Le Charme de la vieille Europe
Peter WARLOCK (1894-1930)
Capriol Suite (1926) [11:18]
Camille SAINT-SAËNS (1835-1921)
Le Déluge: Prelude, Op.45 (1875) [7:13]
Introduction and Rondo Capriccioso, Op.28 (1863) [9:26]
Gabriel FAURÉ (1845-1924)
Shylock: Nocturne, Op.57 (1889) [2:46]
Berceuse, Op.16 (1879) [4:02]
Alberto HEMSI (1898-1976)
Vecchia canzone del ghetto, Op.15 No.1 (c.1935) arr. Zoltan Kacsoh [2:26]
Danza poppolare ebraica, Op.15 No.2 (c.1935) arr. Zoltan Kacsoh [2:53]
TRADITIONAL
Latschi Dai [8:18]
Pablo de SARASATE (1844-1908)
Zigeunerweisen, Op.20 (1878) [8:18]
Leó WEINER (1885-1960)
Divertimento No.1 Op.20 (1934) [11:23]
Orchestre de Lancy-Genève/Roberto Sawicki (violin)

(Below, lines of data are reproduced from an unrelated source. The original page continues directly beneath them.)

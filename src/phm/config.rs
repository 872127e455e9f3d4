use super::pruning::PruningStrategies;
use crate::error::{PhmError, Result};

/// Run parameters of a mining run.
#[derive(Debug, Clone, PartialEq)]
pub struct PhmConfig {
    pub min_utility: u64,
    pub min_periodicity: usize,
    pub max_periodicity: usize,
    pub min_average_periodicity: f64,
    pub max_average_periodicity: f64,
    /// Smallest itemset length reported. 0 behaves like 1.
    pub min_length: usize,
    pub max_length: usize,
    pub pruning: PruningStrategies,
    /// Mine top-level branches on the rayon pool.
    pub parallel: bool,
    /// Upper bound, in bytes, on live utility-list storage.
    pub memory_limit: Option<usize>,
}

impl Default for PhmConfig {
    fn default() -> Self {
        Self {
            min_utility: 0,
            min_periodicity: 0,
            max_periodicity: usize::MAX,
            min_average_periodicity: 0.0,
            max_average_periodicity: f64::INFINITY,
            min_length: 1,
            max_length: usize::MAX,
            pruning: PruningStrategies::all(),
            parallel: false,
            memory_limit: None,
        }
    }
}

impl PhmConfig {
    pub fn new(min_utility: u64) -> Self {
        Self {
            min_utility,
            ..Self::default()
        }
    }

    pub fn with_periodicity(mut self, min: usize, max: usize) -> Self {
        self.min_periodicity = min;
        self.max_periodicity = max;
        self
    }

    pub fn with_average_periodicity(mut self, min: f64, max: f64) -> Self {
        self.min_average_periodicity = min;
        self.max_average_periodicity = max;
        self
    }

    pub fn with_length(mut self, min: usize, max: usize) -> Self {
        self.min_length = min;
        self.max_length = max;
        self
    }

    pub fn with_pruning(mut self, pruning: PruningStrategies) -> Self {
        self.pruning = pruning;
        self
    }

    pub fn with_parallel(mut self, parallel: bool) -> Self {
        self.parallel = parallel;
        self
    }

    pub fn with_memory_limit(mut self, limit_bytes: usize) -> Self {
        self.memory_limit = Some(limit_bytes);
        self
    }

    pub(crate) fn effective_min_length(&self) -> usize {
        self.min_length.max(1)
    }

    /// Rejects parameter combinations that cannot describe a search,
    /// including a non-positive maximum average periodicity.
    pub fn validate(&self) -> Result<()> {
        // Also catches NaN.
        if !(self.max_average_periodicity > 0.0) {
            return Err(PhmError::InvalidConfig(format!(
                "maximum average periodicity must be positive, got {}",
                self.max_average_periodicity
            )));
        }
        if self.min_average_periodicity.is_nan()
            || self.min_average_periodicity > self.max_average_periodicity
        {
            return Err(PhmError::InvalidConfig(format!(
                "average periodicity range [{}, {}] is empty",
                self.min_average_periodicity, self.max_average_periodicity
            )));
        }
        if self.min_periodicity > self.max_periodicity {
            return Err(PhmError::InvalidConfig(format!(
                "periodicity range [{}, {}] is empty",
                self.min_periodicity, self.max_periodicity
            )));
        }
        if self.max_length == 0 || self.effective_min_length() > self.max_length {
            return Err(PhmError::InvalidConfig(format!(
                "length range [{}, {}] is empty",
                self.min_length, self.max_length
            )));
        }
        Ok(())
    }

    /// Gamma: the smallest support an itemset can have while its average
    /// periodicity `|D| / (support + 1)` stays within the maximum.
    pub fn support_pruning_threshold(&self, database_size: usize) -> f64 {
        database_size as f64 / self.max_average_periodicity - 1.0
    }
}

rec. live, August 1994, Eglise de Pornic, France (Warlock, Saint-Saëns): December 2010 and October 2011 Eglise Notre Dame des Graces, Lancy, Switzerland (remainder)
DORON DRC5038 [62:49]

‘The Charm of Old Europe’ is the title of this album, which gives it more than a whiff of thatched cottages, merry sing-alongs in taverns and ruddy-faced peasants cobbling away in rustic idylls. I’m not sure how much this quite reflects the contents of the CD, but admittedly Peter Warlock liked a drink and his Capriol Suite evokes times past. In a programme of live material it’s inevitable that things go astray just now and then, but clearly solo violinist and conductor Roberto Sawicki is having no truck with any notions of stiff upper lip. There is some very saucy phrasing in the Basse dance, at which Neville Dilkes would doubtless have looked and listened askance, but the central movements are disappointingly tepid and the Pieds-en-l’air could have been more affectionate and, in truth, subtle.
 
The quietly sepulchral start to Saint-Saëns’s La Déluge Prelude gives way to lighter textures, and for the second piece by the composer Sawicki takes up his fiddle and enjoys some succulent little expressive devices to bring a well-worn piece to life. In this respect he is not helped by an acoustic that is both recessed and boomy, or by the chamber-sized nature of the orchestra which tends to stint on the excitement value. Zigeunerweisen is also a good, if predictable vehicle for his violin. The relevance of the charms, or otherwise, of Old Europe aren’t immediately apparent in the Fauré brace, pleasing though it always is to hear anything from Shylock and the Berceuse, where the recording venue has changed – and we have moved forward from 1994 to 2010. The recording is now more focused and the solo violin more logically centre-stage. Alberto Hemsi’s Jewish music is both brief and vibrant, and something of an exercise in archaism, but Weiner’s Divertimento No.1, which mines Hungarian dance music, is better known and more extensive. The sound here is a touch too recessed, and that somewhat blunts the impact of the zesty music.
 
Enjoyable though much of this disc is, it’s also something of a curiosity.